Happy New Year

Happy New Year, everyone! ๐Ÿ˜€

Well, 2018 is behind us. I’ve heard/seen some people say it was a bad year. I’m glad nobody told me, because I thought it was a pretty decent year. I don’t frequently talk about my work, but I work at Walmart. I’ve been there since the beginning of October 2015, so just about 3 years, 3 months. For over 2 years, I was a truck unloader and then a supervisor over the unload team. I worked 2 PM to 11 PM, or 14:00 to 23:00, for those who use the 24-hour clock. Truly awful hours. Well, back in February, I stepped down from being a supervisor and went to 3rd shift, working from 10 PM to 7 AM, or 22:00 to 07:00. This move allowed me to work hours I’ve wanted to work since I started there, as I’m a night owl and I love being up all night.
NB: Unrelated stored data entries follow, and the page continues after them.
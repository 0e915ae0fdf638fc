//! Test doubles for repositories and units of work.
//!
//! The fakes are compiled into the crate, not hidden behind `cfg(test)`, so
//! downstream crates can drive their own service layers against them.

use anyhow::Result;

use crate::messages::Message;
use crate::models::{Aggregate, Model};
use crate::queue::MessageQueue;
use crate::repositories::{collect_events_from, EventfulRepository, Repository, SeenTracker};
use crate::units_of_work::UnitOfWork;

/// In-memory repository recording which lifecycle calls happened.
pub struct FakeRepository<T> {
    objects: Vec<T>,
    seen: SeenTracker,
    committed: bool,
    rolled_back: bool,
    closed: bool,
}

impl<T: Model + Clone> FakeRepository<T> {
    pub fn new() -> Self {
        Self::with_objects(Vec::new())
    }

    pub fn with_objects(objects: Vec<T>) -> Self {
        Self {
            objects,
            seen: SeenTracker::new(),
            committed: false,
            rolled_back: false,
            closed: false,
        }
    }

    pub fn seen(&self) -> &SeenTracker {
        &self.seen
    }

    /// Whether `commit` was called.
    pub fn committed(&self) -> bool {
        self.committed
    }

    /// Whether `rollback` was called.
    pub fn rolled_back(&self) -> bool {
        self.rolled_back
    }

    /// Whether `close` was called.
    pub fn closed(&self) -> bool {
        self.closed
    }

    pub fn contains(&self, reference: &str) -> bool {
        self.objects.iter().any(|item| item.reference() == reference)
    }

    pub fn close(&mut self) {
        self.closed = true;
    }
}

impl<T: Model + Clone> Default for FakeRepository<T> {
    fn default() -> Self {
        Self::new()
    }
}

impl<T: Model + Clone> Repository for FakeRepository<T> {
    type Item = T;

    fn add(&mut self, item: T) -> Result<()> {
        self.seen.mark(&item.reference());
        self.objects.push(item);
        Ok(())
    }

    fn get(&mut self, reference: &str) -> Result<Option<T>> {
        let found = self
            .objects
            .iter()
            .find(|item| item.reference() == reference)
            .cloned();
        if found.is_some() {
            self.seen.mark(reference);
        }
        Ok(found)
    }

    fn list(&mut self) -> Result<Vec<T>> {
        for item in &self.objects {
            self.seen.mark(&item.reference());
        }
        Ok(self.objects.clone())
    }

    fn remove(&mut self, reference: &str) -> Result<()> {
        self.objects.retain(|item| item.reference() != reference);
        self.seen.mark(reference);
        Ok(())
    }

    fn commit(&mut self) -> Result<()> {
        self.committed = true;
        Ok(())
    }

    fn rollback(&mut self) -> Result<()> {
        self.rolled_back = true;
        Ok(())
    }
}

impl<T: Aggregate + Clone> EventfulRepository for FakeRepository<T> {
    fn collect_events(&mut self) -> Vec<Box<dyn Message>> {
        collect_events_from(self.objects.iter_mut(), &self.seen)
    }
}

/// Unit of work recording which lifecycle calls happened.
#[derive(Default)]
pub struct FakeUnitOfWork {
    committed: bool,
    rolled_back: bool,
}

impl FakeUnitOfWork {
    pub fn new() -> Self {
        Self::default()
    }

    /// Whether `commit` was called.
    pub fn committed(&self) -> bool {
        self.committed
    }

    /// Whether `rollback` was called.
    pub fn rolled_back(&self) -> bool {
        self.rolled_back
    }
}

impl UnitOfWork for FakeUnitOfWork {
    fn commit(&mut self) -> Result<()> {
        self.committed = true;
        Ok(())
    }

    fn rollback(&mut self) -> Result<()> {
        self.rolled_back = true;
        Ok(())
    }
}

/// Eventful unit of work recording which lifecycle calls happened.
#[derive(Default)]
pub struct FakeEventfulUnitOfWork {
    events: MessageQueue,
    committed: bool,
    rolled_back: bool,
}

impl FakeEventfulUnitOfWork {
    pub fn new() -> Self {
        Self::default()
    }

    pub fn raise_event(&mut self, event: Box<dyn Message>) {
        self.events.push(event);
    }

    pub fn committed(&self) -> bool {
        self.committed
    }

    pub fn rolled_back(&self) -> bool {
        self.rolled_back
    }
}

impl UnitOfWork for FakeEventfulUnitOfWork {
    fn commit(&mut self) -> Result<()> {
        self.committed = true;
        Ok(())
    }

    fn rollback(&mut self) -> Result<()> {
        self.rolled_back = true;
        Ok(())
    }

    fn collect_events(&mut self) -> Vec<Box<dyn Message>> {
        self.events.drain()
    }
}

#[cfg(test)]
mod tests {
    use super::*;
    use crate::messages::{MessageKind, Stamp};
    use chrono::{DateTime, Utc};
    use std::any::Any;

    #[derive(Clone)]
    struct Order {
        reference: String,
    }

    impl Model for Order {
        fn reference(&self) -> String {
            self.reference.clone()
        }
    }

    struct OrderPlaced {
        stamp: Stamp,
    }

    impl Message for OrderPlaced {
        fn kind(&self) -> MessageKind {
            MessageKind::Event
        }

        fn created_at(&self) -> DateTime<Utc> {
            self.stamp.time()
        }

        fn name(&self) -> &'static str {
            "OrderPlaced"
        }

        fn as_any(&self) -> &dyn Any {
            self
        }
    }

    #[derive(Clone)]
    struct Basket {
        reference: String,
        pending: usize,
    }

    impl Model for Basket {
        fn reference(&self) -> String {
            self.reference.clone()
        }
    }

    impl Aggregate for Basket {
        type Child = Order;

        fn take_events(&mut self) -> Vec<Box<dyn Message>> {
            let drained = (0..self.pending)
                .map(|_| Box::new(OrderPlaced { stamp: Stamp::now() }) as Box<dyn Message>)
                .collect();
            self.pending = 0;
            drained
        }

        fn contains(&self, _reference: &str) -> bool {
            false
        }

        fn add(&mut self, _child: Order) -> Result<()> {
            Ok(())
        }

        fn get(&self, _reference: &str) -> Option<&Order> {
            None
        }

        fn remove(&mut self, _reference: &str) -> Result<()> {
            Ok(())
        }
    }

    #[test]
    fn test_fake_repository_stores_and_lists() {
        let mut repository = FakeRepository::new();
        repository
            .add(Order {
                reference: "o-1".to_string(),
            })
            .unwrap();

        assert!(repository.contains("o-1"));
        assert_eq!(repository.list().unwrap().len(), 1);
        assert!(repository.get("o-1").unwrap().is_some());
        assert!(repository.get("o-2").unwrap().is_none());
    }

    #[test]
    fn test_fake_repository_records_lifecycle_calls() {
        let mut repository: FakeRepository<Order> = FakeRepository::new();
        assert!(!repository.committed());

        repository.commit().unwrap();
        repository.rollback().unwrap();
        repository.close();

        assert!(repository.committed());
        assert!(repository.rolled_back());
        assert!(repository.closed());
    }

    #[test]
    fn test_fake_repository_collects_events_from_seen_aggregates() {
        let mut repository = FakeRepository::with_objects(vec![
            Basket {
                reference: "b-1".to_string(),
                pending: 2,
            },
            Basket {
                reference: "b-2".to_string(),
                pending: 1,
            },
        ]);

        // Only b-1 has been seen, so only its events are harvested.
        repository.get("b-1").unwrap();
        let events = repository.collect_events();
        assert_eq!(events.len(), 2);
    }

    #[test]
    fn test_fake_unit_of_work_records_calls() {
        let mut uow = FakeUnitOfWork::new();
        uow.commit().unwrap();
        assert!(uow.committed());
        assert!(!uow.rolled_back());
    }

    #[test]
    fn test_fake_eventful_unit_of_work_collects_events() {
        let mut uow = FakeEventfulUnitOfWork::new();
        uow.raise_event(Box::new(OrderPlaced { stamp: Stamp::now() }));
        assert_eq!(uow.collect_events().len(), 1);
        assert!(uow.collect_events().is_empty());
    }
}
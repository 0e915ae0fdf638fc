//! Wrapper for `.json` files.

use std::fs;
use std::path::{Path, PathBuf};

use anyhow::{Context, Result};
use serde::de::DeserializeOwned;
use serde::Serialize;

use super::{guard_writable, FileSystemWrapper};
use crate::settings;
use crate::utils;

/// Wrapper for a single `.json` file.
#[derive(Debug, Clone)]
pub struct JsonFile {
    path: PathBuf,
    pretty: bool,
    read_only: bool,
}

impl JsonFile {
    pub fn new(path: impl Into<PathBuf>) -> Result<Self> {
        let path = path.into();
        utils::ensure_extension(&path, settings::JSON_EXTENSION)?;
        Ok(Self {
            path,
            pretty: false,
            read_only: false,
        })
    }

    pub fn pretty(mut self, pretty: bool) -> Self {
        self.pretty = pretty;
        self
    }

    pub fn read_only(mut self, read_only: bool) -> Self {
        self.read_only = read_only;
        self
    }

    pub fn path(&self) -> &Path {
        &self.path
    }

    /// Deserialize the file contents.
    pub fn read<T: DeserializeOwned>(&self) -> Result<T> {
        let contents = fs::read_to_string(&self.path)
            .with_context(|| format!("failed to read {}", self.path.display()))?;
        serde_json::from_str(&contents)
            .with_context(|| format!("failed to parse {}", self.path.display()))
    }

    /// Serialize a value, replacing the file contents.
    pub fn write<T: Serialize>(&self, value: &T) -> Result<()> {
        guard_writable(self.read_only, &self.path)?;
        let contents = if self.pretty {
            serde_json::to_string_pretty(value)?
        } else {
            serde_json::to_string(value)?
        };
        fs::write(&self.path, contents)
            .with_context(|| format!("failed to write {}", self.path.display()))
    }
}

impl FileSystemWrapper for JsonFile {
    fn extension(&self) -> &str {
        settings::JSON_EXTENSION
    }

    fn is_read_only(&self) -> bool {
        self.read_only
    }
}
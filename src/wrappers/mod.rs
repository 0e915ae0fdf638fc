//! File wrappers used by the file-backed repositories.
//!
//! A wrapper addresses either a single file or a directory of files sharing
//! an extension. Wrappers validate extensions at construction and a
//! read-only wrapper refuses write access.

use std::fs::OpenOptions;
use std::path::Path;

use anyhow::Result;

use crate::errors::Error;

pub mod csv;
pub mod json;
pub mod pdf;
pub mod txt;
#[cfg(feature = "xlsx")]
pub mod xlsx;

pub use self::csv::{CsvDirectory, CsvFile};
pub use self::json::JsonFile;
pub use self::pdf::{PdfDirectory, PdfFile};
pub use self::txt::{TxtDirectory, TxtFile};
#[cfg(feature = "xlsx")]
pub use self::xlsx::XlsxFile;

/// File access mode.
#[derive(Debug, Clone, Copy, PartialEq, Eq)]
pub enum FileMode {
    Read,
    Write,
    Append,
}

impl FileMode {
    pub fn is_write(&self) -> bool {
        matches!(self, FileMode::Write | FileMode::Append)
    }

    /// Open options equivalent to this mode.
    pub fn open_options(&self) -> OpenOptions {
        let mut options = OpenOptions::new();
        match self {
            FileMode::Read => {
                options.read(true);
            }
            FileMode::Write => {
                options.write(true).create(true).truncate(true);
            }
            FileMode::Append => {
                options.append(true).create(true);
            }
        }
        options
    }
}

/// Behavior common to file and directory wrappers.
pub trait FileSystemWrapper {
    /// Extension handled by this wrapper, without the leading dot.
    fn extension(&self) -> &str;

    /// Whether write access is refused.
    fn is_read_only(&self) -> bool;
}

pub(crate) fn guard_writable(read_only: bool, path: &Path) -> Result<()> {
    if read_only {
        return Err(Error::ReadOnly(path.display().to_string()).into());
    }
    Ok(())
}

pub(crate) fn ensure_directory(directory: &Path) -> Result<()> {
    if !directory.is_dir() {
        anyhow::bail!("{} is not a valid directory", directory.display());
    }
    Ok(())
}

#[cfg(test)]
mod tests {
    use super::*;

    #[test]
    fn test_file_mode_classification() {
        assert!(!FileMode::Read.is_write());
        assert!(FileMode::Write.is_write());
        assert!(FileMode::Append.is_write());
    }

    #[test]
    fn test_guard_writable_refuses_read_only() {
        let result = guard_writable(true, Path::new("data.txt"));
        assert!(result.unwrap_err().to_string().contains("read-only"));
        assert!(guard_writable(false, Path::new("data.txt")).is_ok());
    }
}
//! Converters normalize loosely-typed values into domain types.
//!
//! Values arriving from files, spreadsheets and external brokers come in as
//! JSON values of uncertain shape. Each converter carries a default used
//! for null input and an error strategy: `Raise` surfaces conversion
//! failures, `Default` substitutes the configured default instead.

use anyhow::Result;
use serde_json::Value;

pub mod boolean;
pub mod numeric;
pub mod temporal;
pub mod text;

pub use boolean::{to_boolean, BooleanConverter};
pub use numeric::{DecimalConverter, FloatConverter, IntegerConverter};
pub use temporal::{DateConverter, DateTimeConverter, TimestampConverter};
pub use text::{
    from_yes_or_no, to_yes_or_no, CurrencyConverter, DistanceConverter, StringConverter,
};

/// Strategy applied when a value cannot be converted.
#[derive(Debug, Clone, Copy, PartialEq, Eq, Default)]
pub enum OnError {
    /// Surface the conversion failure.
    #[default]
    Raise,
    /// Substitute the configured default.
    Default,
}

/// Conversion from a JSON value to a typed one.
pub trait Converter {
    type Output: Clone;

    /// Convert a non-null value; failures surface here.
    fn convert_value(&self, value: &Value) -> Result<Self::Output>;

    /// Value substituted for null input and, when lenient, for failures.
    fn default_value(&self) -> Self::Output;

    /// Strategy applied when conversion fails.
    fn on_error(&self) -> OnError;

    /// Convert a value, applying the default and error strategy.
    fn convert(&self, value: &Value) -> Result<Self::Output> {
        if value.is_null() {
            return Ok(self.default_value());
        }
        match self.convert_value(value) {
            Ok(converted) => Ok(converted),
            Err(failure) => match self.on_error() {
                OnError::Raise => Err(failure),
                OnError::Default => Ok(self.default_value()),
            },
        }
    }
}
I also got to get away from that unloading job, which was extremely physically demanding. Plus, I was supervising a lot of lazy people. Not all of them, but probably about 2/3 of the team I was supervising didn’t seem to care about getting stuff done. Also, several were resentful that I’d been promoted, so I got some blow back from them. Stepping down was one of the best decisions I’ve made since I started with that company, as I’m working better hours, have a hell of a lot less stress, and am working with a lot of people that I like. Also, at the time I decided to step down, they were about to send me somewhere else for training related to my supervisor position. I’d been saving money at that time for the transportation to and from, which I had to pay for (I don’t have a car) and they were going to reimburse me for that. I’d already gone for some training back in December 2017, and it was a giant pain in the ass. So, since I was stepping down, I no longer needed to go to that training, so I had some extra money.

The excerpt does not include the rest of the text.